The exponential growth rate of unstructured data is not a new phenomenon. While the hacking of a database to steal sensitive credit card or personally identifiable information is what dominates the headlines, the reality is that a large amount of an organization’s intellectual property and sensitive information is stored in documents.  But they are unsure of where it resides or how much of it they have.  And worse yet, it is accessed, shared, copied, and stored all in an unprotected state.

Managing and controlling unstructured data is by far one of the most challenging issues of data security for enterprises. All personally identifiable information and other sensitive information, corporate or otherwise, should be protected with encryption and persistent security policies so that only authorized users can access them.  In this article, I will discuss the key drivers behind the influx of unstructured data in enterprises, the risks associated with not properly managing and securing unstructured data, as well as best practices for document protection.

Unstructured data is not dark data (although it can be depending on your definition of dark data) or social media, but it is the collection and accumulation of documents (files), emails as a file in a folder, and file sharing that takes place every day in businesses around the world. It’s the on-going creation of everyday information pulled from structured databases and saved in a variety of formats from Microsoft Office files, PDF, and intellectual property such as CAD drawings – photos and graphics – created for internal use, drafted for external use, and/or published via social media and other channels, just to name a few categories.

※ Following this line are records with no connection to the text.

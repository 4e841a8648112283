//! Order in which reference nodes are matched.
use std::cmp::Reverse;

use log::trace;

use crate::graph::Graph;

/// Matching order for the nodes of `g`
///
/// Starting from the unordered node of highest degree (lowest index on
/// ties), the connected component is traversed breadth-first. Each BFS
/// layer is appended sorted by descending degree, keeping discovery order
/// among nodes of equal degree. This is repeated until every node has been
/// placed, so the result is always a permutation of `0..g.node_count()`.
pub fn matching_order(g: &Graph) -> Vec<usize> {
    let n = g.node_count();
    let mut order = Vec::with_capacity(n);
    let mut ordered = vec![false; n];

    while order.len() < n {
        let Some(root) = (0..n)
            .filter(|&u| !ordered[u])
            .max_by_key(|&u| (g.degree(u), Reverse(u)))
        else {
            break;
        };
        trace!("New BFS root {root} with degree {}", g.degree(root));
        ordered[root] = true;
        order.push(root);

        let mut layer = vec![root];
        while !layer.is_empty() {
            let mut next = Vec::new();
            for &u in &layer {
                for &v in g.neighbours(u) {
                    if !ordered[v] {
                        ordered[v] = true;
                        next.push(v);
                    }
                }
            }
            next.sort_by_key(|&v| Reverse(g.degree(v)));
            order.extend_from_slice(&next);
            layer = next;
        }
    }
    debug_assert_eq!(order.len(), n);
    order
}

According to Search Technologies, eighty percent of data is unstructured, yet the issue of securing unstructured data is still low on the security radar. Adding to the chaos of unstructured data are numerous challenges, including stricter regulatory requirements; protection of intellectual property (IP) and trade secrets; disparate security domains beyond traditional corporate WAN/LAN into cloud, mobile, and social computing; and preventing threats by insiders, both accidental and malicious.

Traditional security has focused on preventing a breach of the enterprise perimeter with layers of physical and electronic security, using a range of tools such as firewalls, filters, and anti-virus software to stop access. Once those measures fail or are subverted, intruders gain access to all the (figurative) candy in the candy store and potentially “crown jewels”.

The first attempts to deal with unstructured data came via Enterprise Digital Rights Management (ERDM) systems. Such dedicated systems typically didn’t work well with existing workflows, required training, needed staff time to manage, was often not realistically scoped and had unforeseen negative impacts on other IT functions. At the end of the business day, ERDM projects were often stranded at the security doorstep.

A better approach is to accept the free-wheeling chaos of unstructured data and adapt technologies that find it in the enterprise, classify and prioritize it, and protect it via encryption with policies on who can see or access the data.

The first step is discovery, using a scanning process to analyze file information across enterprise files, discovering unprotected files and looking for sensitive information. A scanning process can be instructed (on an automated basis) to review certain types of files, such as Microsoft Office (Word, Excel, Powerpoint), images, PDFs, CAD drawings, as well as the names and contents of files that match regular expressions or keywords. In addition, discovery can include analyzing unprotected data files along with files that have been encrypted by a protective process and “watermarked” with a digital rights management (DRM) token. Discovery of unstructured data is a constant process, analyzing data in motion between computers and networks, data at rest (storage), and data in use when a document is opened, with the potential for data to be shared, printed, copied, or saved in an alternative file type (i.e. word to pdf).

Securing unstructured data via encryption is a necessary and logical step, but encryption alone is not enough. A more robust approach adds a unique “tag” or embedded ID into the encryption process to the final protected file, providing the basis to track changes to and copies of files and provide user access policies through a centralized corporate file management process. The embedded tag can be used to restrict access to data in the encrypted file to a specific user or designated classes of users, as well as providing the ability to trace the creation and migration of data from one computer within the enterprise to anywhere else within or external to the enterprise, from endpoints to clouds and backup storage locations.

Unique tags can also be used within a centralized file management process to easily revoke access to all file derivatives and renamed copies wherever they reside within or even outside of the enterprise. Tags also provide the capacity to limit access to data regardless of location. As unstructured data is continuously on the move, it becomes one of the most at-risk assets in the organization.